ARNEB (Alpha Leporis). Orion is so magnificent a
constellation that, between the
Great Hunter and his ensemble of bright northern winter
constellations, we hardly ever look at the rest of his
neighborhood. Few, for example, point out his representative prey,
little Lepus, the Hare, lying beneath
him. And no wonder. Of the few stars that make a figure that
looks a little like a smashed box kite, the brightest is only third
(albeit bright third, 2.58) magnitude. Yet that brightest one, Arneb
(the Alpha star), is well worth a look, its Arabic name meaning and
epitomizing "the Hare." The star is easy to find, as it is makes
the southern apex of a triangle with the two bottom stars of Orion,
Rigel and Saiph (Beta and Kappa Orionis).
Would you like to admire great Canopus
of Carina but cannot
see him because he is too far to the south?
Then look at Arneb, a more distant version, a class F (F0)
supergiant.
(Though Canopus is sometimes classed as a "bright giant," the two
are quite similar). From its distance of 1300 light years (four
times farther than Canopus), as measured from its small parallax,
we find the star to have a luminosity 13,000 times that of the
Sun,
which coupled with its 7000 Kelvin temperature gives it a diameter
75 times solar, enough to make it almost the size of Mercury's
orbit. Arneb seems to be single, an apparent dim companion half a
minute of arc away probably just lying in the line of sight. The
star is clearly dying, having long ago ceased fusing hydrogen into
helium in its core and has cooled at its surface and expanded to
its present proportions. It may be on its way to becoming a larger
red supergiant star (where it will fuse helium into carbon and oxygen), or
as many astronomers believe, has already been a red supergiant and
is now in the process of heating and shrinking a little. In either
case, stars like Arneb and Canopus are quite rare because of the
speed with which they change their surface conditions as they age.

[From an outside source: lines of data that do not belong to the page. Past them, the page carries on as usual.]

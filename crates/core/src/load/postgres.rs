//! PostgreSQL load target backed by `tokio-postgres`

use async_trait::async_trait;
use tokio::task::JoinHandle;
use tokio_postgres::types::ToSql;
use tokio_postgres::{Client, NoTls};
use tracing::{debug, error};

use super::schema::{MunicipalityRecord, TableSchema};
use super::settings::DatabaseCredentials;
use super::{Connector, LoadError, LoadTarget};

/// Opens PostgreSQL connections
#[derive(Debug, Clone, Copy, Default)]
pub struct PostgresConnector;

#[async_trait]
impl Connector for PostgresConnector {
    type Target = PostgresTarget;

    async fn connect(
        &self,
        credentials: &DatabaseCredentials,
    ) -> Result<PostgresTarget, LoadError> {
        let (client, connection) = credentials
            .to_postgres_config()
            .connect(NoTls)
            .await
            .map_err(|e| LoadError::Connect {
                host: credentials.host.clone(),
                database: credentials.database.clone(),
                message: e.to_string(),
            })?;

        // Spawn connection handler
        let connection = tokio::spawn(async move {
            if let Err(e) = connection.await {
                error!(error = %e, "PostgreSQL connection error");
            }
        });

        Ok(PostgresTarget { client, connection })
    }
}

/// An open PostgreSQL connection
pub struct PostgresTarget {
    client: Client,
    connection: JoinHandle<()>,
}

impl Drop for PostgresTarget {
    fn drop(&mut self) {
        self.connection.abort();
    }
}

#[async_trait]
impl LoadTarget for PostgresTarget {
    async fn replace_table(&mut self, schema: &TableSchema) -> Result<(), LoadError> {
        let ddl = format!("{};\n{};", schema.drop_sql(), schema.create_sql());
        debug!(sql = %ddl, "Recreating table");
        self.client
            .batch_execute(&ddl)
            .await
            .map_err(|e| LoadError::Schema {
                table: schema.table.clone(),
                message: e.to_string(),
            })
    }

    async fn insert_rows(
        &mut self,
        schema: &TableSchema,
        rows: &[MunicipalityRecord],
    ) -> Result<u64, LoadError> {
        if rows.is_empty() {
            return Ok(0);
        }

        let sql = schema.insert_sql(rows.len());
        let mut params: Vec<&(dyn ToSql + Sync)> = Vec::with_capacity(rows.len() * 6);
        for row in rows {
            params.push(&row.id_municipio);
            params.push(&row.nome_municipio);
            params.push(&row.id_uf);
            params.push(&row.sigla_uf);
            params.push(&row.nome_uf);
            params.push(&row.nome_regiao);
        }

        self.client
            .execute(sql.as_str(), &params)
            .await
            .map_err(|e| LoadError::Insert {
                table: schema.table.clone(),
                inserted: 0,
                message: e.to_string(),
            })
    }

    async fn add_primary_key(&mut self, schema: &TableSchema) -> Result<(), LoadError> {
        self.client
            .batch_execute(&schema.add_primary_key_sql())
            .await
            .map_err(|e| LoadError::Constraint {
                table: schema.table.clone(),
                column: schema.primary_key.to_string(),
                message: e.to_string(),
            })
    }
}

The ageing process has left Arneb with a somewhat odd chemical
composition, its nitrogen content five times higher than that of
the Sun's, the result of the fusion of hydrogen into helium through
the "carbon cycle," in which carbon is used as a nuclear catalyst,
nitrogen produced as a by-product and brought to the surface. It
also has double the solar sodium (as does Canopus) as a result of
a similar nuclear reaction cycle that also involves neon. With a
birth mass 8 to 10 times solar, the star will probable die as a
tiny, dense white dwarf about the size of Earth, though perhaps an
odd one made of neon and oxygen.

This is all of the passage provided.